## What the task asks
Output only the lines from the start of the entries through the line holding "let data_path = roots.data_dir.join(data_rel);". Each line must match the original exactly.

## Supplied material
# # # # # # #

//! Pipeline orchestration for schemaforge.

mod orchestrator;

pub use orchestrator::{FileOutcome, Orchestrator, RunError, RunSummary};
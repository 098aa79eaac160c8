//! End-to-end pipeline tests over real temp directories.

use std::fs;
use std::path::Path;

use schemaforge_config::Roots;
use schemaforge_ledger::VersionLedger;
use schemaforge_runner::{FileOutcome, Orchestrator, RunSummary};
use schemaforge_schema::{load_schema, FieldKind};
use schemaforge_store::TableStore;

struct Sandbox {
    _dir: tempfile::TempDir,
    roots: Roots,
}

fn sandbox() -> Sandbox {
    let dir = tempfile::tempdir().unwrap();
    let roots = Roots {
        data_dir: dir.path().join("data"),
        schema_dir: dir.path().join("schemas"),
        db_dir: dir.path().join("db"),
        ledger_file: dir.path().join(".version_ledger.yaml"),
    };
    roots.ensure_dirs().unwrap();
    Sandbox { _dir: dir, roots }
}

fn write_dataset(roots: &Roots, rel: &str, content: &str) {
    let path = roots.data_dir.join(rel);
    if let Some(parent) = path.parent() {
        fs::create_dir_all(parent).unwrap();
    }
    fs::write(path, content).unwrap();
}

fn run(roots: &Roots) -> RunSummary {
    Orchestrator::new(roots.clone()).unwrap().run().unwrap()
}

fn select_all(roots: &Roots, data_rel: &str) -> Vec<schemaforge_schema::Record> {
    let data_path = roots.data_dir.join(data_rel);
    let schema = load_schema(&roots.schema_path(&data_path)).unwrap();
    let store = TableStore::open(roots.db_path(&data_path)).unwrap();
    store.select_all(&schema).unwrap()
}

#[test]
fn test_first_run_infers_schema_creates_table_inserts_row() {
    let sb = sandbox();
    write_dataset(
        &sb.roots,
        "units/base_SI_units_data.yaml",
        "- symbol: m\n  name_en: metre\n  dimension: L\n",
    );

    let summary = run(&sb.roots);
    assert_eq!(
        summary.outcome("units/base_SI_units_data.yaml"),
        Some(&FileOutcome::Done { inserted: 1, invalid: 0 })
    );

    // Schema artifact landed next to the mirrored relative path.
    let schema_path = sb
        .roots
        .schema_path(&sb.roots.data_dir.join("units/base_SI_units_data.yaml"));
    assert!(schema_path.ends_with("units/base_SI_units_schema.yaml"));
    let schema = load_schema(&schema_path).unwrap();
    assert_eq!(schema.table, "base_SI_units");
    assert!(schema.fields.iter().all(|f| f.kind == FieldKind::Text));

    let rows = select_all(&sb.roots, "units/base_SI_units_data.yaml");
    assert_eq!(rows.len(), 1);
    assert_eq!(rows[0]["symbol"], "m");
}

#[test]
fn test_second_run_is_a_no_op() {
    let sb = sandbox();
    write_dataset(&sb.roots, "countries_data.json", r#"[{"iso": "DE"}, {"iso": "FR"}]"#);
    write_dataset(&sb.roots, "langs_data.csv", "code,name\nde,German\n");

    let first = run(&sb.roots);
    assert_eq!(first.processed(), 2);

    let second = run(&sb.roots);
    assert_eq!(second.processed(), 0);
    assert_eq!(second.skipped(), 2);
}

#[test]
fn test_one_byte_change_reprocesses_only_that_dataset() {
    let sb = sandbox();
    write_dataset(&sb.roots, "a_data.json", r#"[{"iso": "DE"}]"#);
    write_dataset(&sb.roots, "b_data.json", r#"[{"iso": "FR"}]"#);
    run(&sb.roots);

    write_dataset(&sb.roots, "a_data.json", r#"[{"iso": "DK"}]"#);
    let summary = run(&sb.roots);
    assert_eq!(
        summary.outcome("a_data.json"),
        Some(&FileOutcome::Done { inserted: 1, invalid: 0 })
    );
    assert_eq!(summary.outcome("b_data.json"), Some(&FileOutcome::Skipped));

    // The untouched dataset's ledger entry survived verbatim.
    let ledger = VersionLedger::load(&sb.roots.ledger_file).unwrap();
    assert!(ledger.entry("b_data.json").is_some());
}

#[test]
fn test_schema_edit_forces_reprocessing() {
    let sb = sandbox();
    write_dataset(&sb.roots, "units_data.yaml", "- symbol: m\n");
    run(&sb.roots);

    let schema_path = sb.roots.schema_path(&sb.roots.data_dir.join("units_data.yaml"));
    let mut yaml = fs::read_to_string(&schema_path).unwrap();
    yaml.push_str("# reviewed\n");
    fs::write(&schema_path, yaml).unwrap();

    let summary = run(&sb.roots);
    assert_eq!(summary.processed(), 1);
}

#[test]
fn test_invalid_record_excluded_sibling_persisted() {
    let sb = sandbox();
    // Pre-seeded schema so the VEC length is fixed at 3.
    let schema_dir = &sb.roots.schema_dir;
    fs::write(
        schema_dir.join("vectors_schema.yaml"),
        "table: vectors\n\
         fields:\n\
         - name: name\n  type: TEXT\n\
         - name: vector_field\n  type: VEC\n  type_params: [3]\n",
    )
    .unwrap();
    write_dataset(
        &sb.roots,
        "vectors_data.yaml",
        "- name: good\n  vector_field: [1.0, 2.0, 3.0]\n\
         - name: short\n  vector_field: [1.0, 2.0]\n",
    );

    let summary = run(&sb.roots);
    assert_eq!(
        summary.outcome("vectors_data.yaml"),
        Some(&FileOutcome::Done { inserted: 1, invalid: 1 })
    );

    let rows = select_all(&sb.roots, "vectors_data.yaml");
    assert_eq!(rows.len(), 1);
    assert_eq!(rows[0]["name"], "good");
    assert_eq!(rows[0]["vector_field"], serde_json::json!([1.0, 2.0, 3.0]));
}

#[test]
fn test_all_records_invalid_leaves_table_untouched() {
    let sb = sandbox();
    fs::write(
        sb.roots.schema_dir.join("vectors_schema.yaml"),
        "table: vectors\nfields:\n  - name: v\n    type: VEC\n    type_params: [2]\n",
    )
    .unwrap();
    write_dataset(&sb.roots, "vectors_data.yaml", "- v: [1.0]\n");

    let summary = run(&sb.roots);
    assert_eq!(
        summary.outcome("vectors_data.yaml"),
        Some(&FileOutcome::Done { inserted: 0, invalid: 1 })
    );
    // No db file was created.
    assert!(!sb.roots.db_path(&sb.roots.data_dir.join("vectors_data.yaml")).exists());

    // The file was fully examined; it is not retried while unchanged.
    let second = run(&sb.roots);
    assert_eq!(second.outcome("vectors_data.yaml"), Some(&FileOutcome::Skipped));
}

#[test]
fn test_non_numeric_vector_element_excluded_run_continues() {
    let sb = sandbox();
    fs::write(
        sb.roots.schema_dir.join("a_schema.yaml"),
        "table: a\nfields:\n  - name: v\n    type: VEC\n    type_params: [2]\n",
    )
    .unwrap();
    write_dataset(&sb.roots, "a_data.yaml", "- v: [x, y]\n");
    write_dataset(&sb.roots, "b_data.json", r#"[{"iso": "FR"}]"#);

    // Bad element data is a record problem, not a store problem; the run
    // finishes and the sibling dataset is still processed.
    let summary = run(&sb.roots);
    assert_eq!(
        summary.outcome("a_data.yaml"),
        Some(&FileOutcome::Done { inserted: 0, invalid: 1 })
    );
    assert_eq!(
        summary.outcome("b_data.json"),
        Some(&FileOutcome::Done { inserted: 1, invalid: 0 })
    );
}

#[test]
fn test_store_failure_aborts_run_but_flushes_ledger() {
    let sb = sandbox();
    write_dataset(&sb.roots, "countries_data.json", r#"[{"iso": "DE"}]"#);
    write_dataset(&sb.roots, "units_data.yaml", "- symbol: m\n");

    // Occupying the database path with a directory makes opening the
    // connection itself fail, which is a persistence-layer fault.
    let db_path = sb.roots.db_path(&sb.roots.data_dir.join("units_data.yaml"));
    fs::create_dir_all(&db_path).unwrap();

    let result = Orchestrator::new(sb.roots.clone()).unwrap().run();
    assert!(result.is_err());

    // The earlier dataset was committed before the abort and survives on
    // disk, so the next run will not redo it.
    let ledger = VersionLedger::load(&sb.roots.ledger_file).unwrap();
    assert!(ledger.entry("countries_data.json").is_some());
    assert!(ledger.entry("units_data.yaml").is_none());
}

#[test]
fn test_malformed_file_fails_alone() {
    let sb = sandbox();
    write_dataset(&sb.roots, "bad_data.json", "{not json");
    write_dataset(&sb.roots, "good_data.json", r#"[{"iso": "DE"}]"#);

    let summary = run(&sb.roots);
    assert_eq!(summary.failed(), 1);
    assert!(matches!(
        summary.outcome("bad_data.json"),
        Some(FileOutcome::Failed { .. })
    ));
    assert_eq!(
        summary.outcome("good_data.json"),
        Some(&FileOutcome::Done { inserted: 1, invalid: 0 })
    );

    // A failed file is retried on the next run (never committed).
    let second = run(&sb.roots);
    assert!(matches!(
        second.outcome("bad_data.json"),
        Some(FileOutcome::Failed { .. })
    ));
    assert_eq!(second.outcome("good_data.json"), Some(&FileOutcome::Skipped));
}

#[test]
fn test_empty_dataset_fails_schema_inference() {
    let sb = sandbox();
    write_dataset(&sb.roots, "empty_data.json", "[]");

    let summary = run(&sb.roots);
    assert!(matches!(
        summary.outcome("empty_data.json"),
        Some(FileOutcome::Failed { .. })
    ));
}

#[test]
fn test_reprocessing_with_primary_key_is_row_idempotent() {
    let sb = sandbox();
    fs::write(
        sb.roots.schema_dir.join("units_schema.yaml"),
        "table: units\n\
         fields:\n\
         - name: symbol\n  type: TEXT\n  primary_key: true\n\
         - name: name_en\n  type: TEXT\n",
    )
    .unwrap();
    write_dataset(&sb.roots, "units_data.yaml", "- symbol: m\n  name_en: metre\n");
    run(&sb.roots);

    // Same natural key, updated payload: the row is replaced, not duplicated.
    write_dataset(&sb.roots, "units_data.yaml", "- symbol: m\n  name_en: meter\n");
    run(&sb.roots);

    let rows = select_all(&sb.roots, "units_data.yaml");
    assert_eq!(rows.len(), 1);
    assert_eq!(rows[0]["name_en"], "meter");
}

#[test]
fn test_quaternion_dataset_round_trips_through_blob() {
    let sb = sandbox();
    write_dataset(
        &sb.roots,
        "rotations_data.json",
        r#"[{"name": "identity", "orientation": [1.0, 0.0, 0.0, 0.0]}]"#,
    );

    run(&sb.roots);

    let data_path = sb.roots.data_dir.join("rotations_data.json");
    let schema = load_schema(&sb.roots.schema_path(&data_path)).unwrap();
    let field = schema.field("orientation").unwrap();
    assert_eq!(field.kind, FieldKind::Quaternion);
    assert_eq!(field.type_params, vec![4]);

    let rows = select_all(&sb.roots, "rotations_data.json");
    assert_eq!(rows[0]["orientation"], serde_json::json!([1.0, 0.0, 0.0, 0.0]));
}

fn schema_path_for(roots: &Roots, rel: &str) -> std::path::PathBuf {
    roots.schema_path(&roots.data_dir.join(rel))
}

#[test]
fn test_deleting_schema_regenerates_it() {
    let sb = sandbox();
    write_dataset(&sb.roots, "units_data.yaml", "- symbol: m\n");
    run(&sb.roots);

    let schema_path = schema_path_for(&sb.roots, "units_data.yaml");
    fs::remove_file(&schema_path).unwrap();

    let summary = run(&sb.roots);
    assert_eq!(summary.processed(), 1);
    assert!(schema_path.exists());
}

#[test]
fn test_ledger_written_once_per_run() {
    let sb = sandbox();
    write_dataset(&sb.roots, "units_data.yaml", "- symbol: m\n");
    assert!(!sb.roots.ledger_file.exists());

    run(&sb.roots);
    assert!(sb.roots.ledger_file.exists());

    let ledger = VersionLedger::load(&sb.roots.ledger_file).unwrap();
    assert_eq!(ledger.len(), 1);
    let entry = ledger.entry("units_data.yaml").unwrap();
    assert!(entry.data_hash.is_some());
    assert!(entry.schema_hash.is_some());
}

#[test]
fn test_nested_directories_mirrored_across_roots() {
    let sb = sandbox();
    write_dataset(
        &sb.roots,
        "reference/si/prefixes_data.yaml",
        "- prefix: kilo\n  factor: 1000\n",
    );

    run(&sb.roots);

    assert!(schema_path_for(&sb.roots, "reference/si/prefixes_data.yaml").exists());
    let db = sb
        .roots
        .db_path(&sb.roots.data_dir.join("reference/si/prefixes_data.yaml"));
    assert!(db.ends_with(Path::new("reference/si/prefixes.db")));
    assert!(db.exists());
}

# # # # # # #

## Written solution
//! Pipeline orchestration for schemaforge.

mod orchestrator;

pub use orchestrator::{FileOutcome, Orchestrator, RunError, RunSummary};
repository 098aa79eaac160c8
//! End-to-end pipeline tests over real temp directories.

use std::fs;
use std::path::Path;

use schemaforge_config::Roots;
use schemaforge_ledger::VersionLedger;
use schemaforge_runner::{FileOutcome, Orchestrator, RunSummary};
use schemaforge_schema::{load_schema, FieldKind};
use schemaforge_store::TableStore;

struct Sandbox {
    _dir: tempfile::TempDir,
    roots: Roots,
}

fn sandbox() -> Sandbox {
    let dir = tempfile::tempdir().unwrap();
    let roots = Roots {
        data_dir: dir.path().join("data"),
        schema_dir: dir.path().join("schemas"),
        db_dir: dir.path().join("db"),
        ledger_file: dir.path().join(".version_ledger.yaml"),
    };
    roots.ensure_dirs().unwrap();
    Sandbox { _dir: dir, roots }
}

fn write_dataset(roots: &Roots, rel: &str, content: &str) {
    let path = roots.data_dir.join(rel);
    if let Some(parent) = path.parent() {
        fs::create_dir_all(parent).unwrap();
    }
    fs::write(path, content).unwrap();
}

fn run(roots: &Roots) -> RunSummary {
    Orchestrator::new(roots.clone()).unwrap().run().unwrap()
}

fn select_all(roots: &Roots, data_rel: &str) -> Vec<schemaforge_schema::Record> {
    let data_path = roots.data_dir.join(data_rel);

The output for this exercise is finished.